Domain II of these PLTs, denoted by the blue underline in Fig. 1a, showed a highly conserved organization consisting of a six α-helices bundle followed by two β-strands (formerly described as domain Ib) that sits at the centre of the toxin and complements the domain I core β-sandwich leading into domain III (Fig. 2). Interestingly, a search on the DALI server20 for structural homologues of domain II shows that the closest folds only present limited similarity (Z-score ≤ 5) and seem to be mostly involved in DNA-binding, such as the single chain Integration Host Factor protein (scIHF2; PDB 2IIE, with a Z-score of 5.1 and RMSD of 3.0 Å over 70 aligned residues) or the chromosomal replication initiator protein dnaA (PDB 1L8Q with a Z-score of 4.8 and RMSD of 3.5 Å over 72 aligned residues). This region of PE is critical for its secretion from the bacterium26, and for cell membrane translocation of the furin-processed portion of the toxin that reaches the host cytoplasm as a trafficking outcome in non-polarized cells, following RME27. At present, molecular details of these events are not fully understood so it is unclear if these are distinct or related processes, with one occurring in the bacterium and the other in a host cell. Endoproteolytic activation of PE by furin into a di-chain fragment is necessary for cytoplasmic delivery of the ADP ribosylating activity9. Following furin cleavage, the catalytic C-terminal region remains associated with the N-terminal region via a conserved disulphide bridge that is reduced downstream of the endocytic pathway with the help of protein disulphide-isomerase28. Furin is ubiquitously expressed as a type-I transmembrane protein present in various cell compartments and involved in intracellular endosomal trafficking and the trans-Golgi network29. In the case of PE, furin cleavage occurs preferentially at acidic pH in vitro, reflecting endosome conditions (pH < 5.5) in a non-polarized host cell where cleavage is believed to occur in vivo30. The furin consensus sequence RxPR was strictly conserved in all PLTs, starting at position 276 of PE with x in this sequence being restricted to the amino acids K, Q, or H across the family members (Fig. 1a).

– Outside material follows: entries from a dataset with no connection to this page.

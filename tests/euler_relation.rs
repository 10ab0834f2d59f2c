//! Deterministic integration tests for the Euler relation on triangulated surfaces.
//!
//! ## Test Coverage
//!
//! - Empty triangulations (χ = 0)
//! - The Bolza dummy point seed (χ = −2, genus 2, E = V + F + 2)
//! - Closed simplicial spheres and tori built from vertex triples
//! - Classification of surfaces with boundary

use bolza::prelude::*;
use bolza::topology::characteristics::{euler, validation};

/// Boundary of a tetrahedron (a sphere).
const TETRAHEDRON: [[usize; 3]; 4] = [[1, 2, 3], [0, 3, 2], [0, 1, 3], [0, 2, 1]];

/// Möbius's 7-vertex torus: triangles `(i, i+1, i+3)` and `(i, i+3, i+2)` mod 7.
fn seven_vertex_torus() -> Vec<[usize; 3]> {
    (0..7)
        .flat_map(|i| [[i, (i + 1) % 7, (i + 3) % 7], [i, (i + 3) % 7, (i + 2) % 7]])
        .collect()
}

fn seeded_from(points: usize, triples: &[[usize; 3]]) -> PeriodicHyperbolicTriangulation {
    let seed = SeedComplex::from_vertex_triples(points, triples).unwrap();
    let mut tr = PeriodicHyperbolicTriangulation::new();
    tr.seed_with(&seed).unwrap();
    tr
}

// =============================================================================
// DETERMINISTIC TESTS - KNOWN CONFIGURATIONS
// =============================================================================

#[test]
fn test_empty_triangulation_euler() {
    let tds = Tds::empty();

    let counts = euler::count_simplices(&tds);
    assert_eq!(counts.count(0), 0);
    assert_eq!(counts.count(2), 0);
    assert_eq!(euler::euler_characteristic(&counts), 0);

    let classification = euler::classify_triangulation(&tds);
    assert_eq!(classification, euler::TopologyClassification::Empty);
    assert_eq!(euler::expected_chi_for(&classification), Some(0));
}

#[test]
fn test_bolza_seed_euler_relation() {
    let mut tr = PeriodicHyperbolicTriangulation::new();
    tr.insert_dummy_points().unwrap();

    let (v, e, f) = (
        tr.number_of_vertices(),
        tr.number_of_edges(),
        tr.number_of_faces(),
    );
    assert_eq!(e, v + f + 2, "genus 2: V − E + F = −2");
    assert_eq!(euler::expected_edge_count(v, f, BolzaSurface::GENUS), v + f + 2);

    let result = tr.topology_check();
    assert_eq!(result.counts.by_dim, vec![14, 48, 32]);
    assert_eq!(result.chi, -2);
    assert_eq!(result.expected, Some(-2));
    assert_eq!(
        result.classification,
        euler::TopologyClassification::ClosedSurface { genus: 2 }
    );
    assert!(result.notes.is_empty());
    assert!(result.is_valid());
}

#[test]
fn test_sphere_counts_and_mismatch_on_bolza_surface() {
    let tr = seeded_from(4, &TETRAHEDRON);

    let result = tr.topology_check();
    assert_eq!(result.counts.by_dim, vec![4, 6, 4]);
    assert_eq!(result.chi, 2);
    assert_eq!(
        result.classification,
        euler::TopologyClassification::ClosedSurface { genus: 0 }
    );
    // A sphere is a fine closed surface, just not the Bolza surface.
    assert_eq!(result.expected, Some(-2));
    assert!(!result.is_valid());

    let report = tr.validation_report(ValidationOptions::ALL).unwrap_err();
    assert_eq!(report.kinds(), vec![InvariantKind::EulerCharacteristic]);
    assert!(matches!(
        report.violations[0].error,
        TdsValidationError::Topology(TopologyError::EulerMismatch {
            computed: 2,
            expected: -2,
            ..
        })
    ));
}

#[test]
fn test_torus_is_genus_one() {
    let tr = seeded_from(7, &seven_vertex_torus());

    let counts = euler::count_simplices(tr.tds());
    assert_eq!(counts.by_dim, vec![7, 21, 14]);
    assert_eq!(euler::euler_characteristic(&counts), 0);
    assert_eq!(
        euler::classify_triangulation(tr.tds()),
        euler::TopologyClassification::ClosedSurface { genus: 1 }
    );
    assert_eq!(euler::expected_edge_count(7, 14, 1), 21);

    // Structurally a closed 2-manifold; only the Euler check fails.
    assert!(tr.validation_report(ValidationOptions::STRUCTURAL).is_ok());
    let report = tr.validation_report(ValidationOptions::ALL).unwrap_err();
    assert_eq!(report.kinds(), vec![InvariantKind::EulerCharacteristic]);
}

#[test]
fn test_single_open_triangle_has_boundary() {
    let tr = seeded_from(3, &[[0, 1, 2]]);

    let counts = euler::count_simplices(tr.tds());
    assert_eq!(counts.by_dim, vec![3, 3, 1]);
    assert_eq!(euler::euler_characteristic(&counts), 1);
    assert_eq!(
        euler::classify_triangulation(tr.tds()),
        euler::TopologyClassification::SurfaceWithBoundary
    );

    let result = validation::validate_triangulation_euler(tr.tds(), &BolzaSurface);
    assert!(!result.is_valid());
    assert_eq!(result.notes.len(), 2);
}

#[test]
fn test_genus_round_trip_through_edge_count() {
    for genus in 0..6 {
        let (v, f) = (30, 60 + 4 * genus);
        let e = euler::expected_edge_count(v, f, genus);
        let chi = euler::euler_characteristic(&euler::FVector {
            by_dim: vec![v, e, f],
        });
        assert_eq!(euler::genus_from_euler_characteristic(chi), Some(genus));
    }
}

Previous studies suggested that PE might undergo conformational changes at acidic pH, which could in turn promote its presentation to furin30,31. Interestingly, crystals of the PLTs described here were obtained over a pH range of 5.5–7.0, hinting that the overall structure is unlikely to change significantly in slightly acidic conditions. Since furin efficiency can be modulated by its interactions with the substrate protein in areas adjacent to this consensus site32, local pH may affect the protonation state of furin recognition elements of these PLTs. We tested this possibility by examining PLT cleavage by human furin under mild reducing conditions in studies performed at pH 7.0 or pH 5.5 (Fig. 4a, b). In comparable conditions, Hmx and Jlx appeared to be more readily cleaved by human furin, with Ahx and Spx the slowest, and PE, Chx, Cfx, and Sfx being intermediate at pH 5.5. As expected, PE was more readily cleaved under acidic but not neutral conditions30, a trend that could be observed for most PLTs, with the notable exception of Sfx, which was significantly cleaved by furin at pH 7.0. Remarkably, we could not detect any substantial activation of Ahx in vitro, whereas Hmx and Jlx demonstrated a greater susceptibility to furin. Variation in the level of cleavage despite strong conservation of the consensus furin-recognition motif and the similar accessibility to this site in all PLT structures suggest that other elements might be at play in mediating the furin-toxin interaction. Analysis of the structure and sequence of PLTs hints at a potential role for a loop of domain I, which presents interesting differences in a 3-residue segment in the vicinity of the consensus motif (Figs. 1 and 4c–g). In particular, Hmx and Jlx contain a ‘KDA’ sequence with a unique lysine, whereas the presence of a negatively charged residue at this position in other toxins correlates with weaker furin activation. Remarkably, the corresponding loop in Sfx presents a more neutral ‘GGT’ sequence, that may favour furin cleavage at neutral pH. This secondary site may play a role in stabilizing the activation loop for presentation to furin, or interact directly with the protease. In addition, PE and Chx are known to interact with a number of intermediate receptors that guide them through complex intracellular pathways24, it may thus not be excluded that other proteins might mediate the timing and presentation of PMTs to furin for activation.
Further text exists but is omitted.